■ Problem description
Only these lines are needed: the first line of the entries below through the line with "let client = reqwest::Client::builder()", each returned exactly.

***** Source data

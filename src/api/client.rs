use async_trait::async_trait;
use serde_json::{json, Value};

use super::AsanaApi;
use crate::config::Config;
use crate::error::{ApiError, Error};

/// Bearer-token JSON client over reqwest.
pub struct HttpClient {
    base_url: String,
    auth_header: String,
    client: reqwest::Client,
}

impl HttpClient {
    pub fn new(config: &Config, token: &str) -> Result<Self, Error> {
        if config.insecure_tls {
            tracing::warn!(
                base_url = %config.base_url,
                "TLS certificate verification is disabled"
            );
        }
        let client = reqwest::Client::builder()
            .danger_accept_invalid_certs(config.insecure_tls)
            .timeout(config.timeout)
            .build()
            .map_err(|e| Error::Config(format!("failed to build HTTP client: {e}")))?;

        Ok(Self {
            base_url: config.base_url.clone(),
            auth_header: format!("Bearer {token}"),
            client,
        })
    }
}

#[async_trait]
impl AsanaApi for HttpClient {
    async fn post(&self, path: &str, data: Value) -> Result<Value, ApiError> {
        let url = format!("{}{path}", self.base_url);
        tracing::debug!(%url, "POST");

        let resp = self
            .client
            .post(&url)
            .header("Authorization", &self.auth_header)
            .header("Content-Type", "application/json")
            .json(&json!({ "data": data }))
            .send()
            .await
            .map_err(ApiError::Transport)?;

        let status = resp.status();
        // Read the whole body first so error responses keep it verbatim.
        let body = resp.text().await.map_err(ApiError::Transport)?;
        tracing::debug!(%url, status = status.as_u16(), bytes = body.len(), "response");

        if !status.is_success() {
            return Err(ApiError::Status {
                status: status.as_u16(),
                body,
            });
        }
        serde_json::from_str(&body)
            .map_err(|e| ApiError::Decode(format!("invalid JSON ({e}): {body}")))
    }
}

**********

■ Reply
filename src/api/client.rs
use async_trait::async_trait;
use serde_json::{json, Value};

use super::AsanaApi;
use crate::config::Config;
use crate::error::{ApiError, Error};

/// Bearer-token JSON client over reqwest.
pub struct HttpClient {
    base_url: String,
    auth_header: String,
    client: reqwest::Client,
}

impl HttpClient {
    pub fn new(config: &Config, token: &str) -> Result<Self, Error> {
        if config.insecure_tls {
            tracing::warn!(
                base_url = %config.base_url,
                "TLS certificate verification is disabled"
            );
        }
        let client = reqwest::Client::builder()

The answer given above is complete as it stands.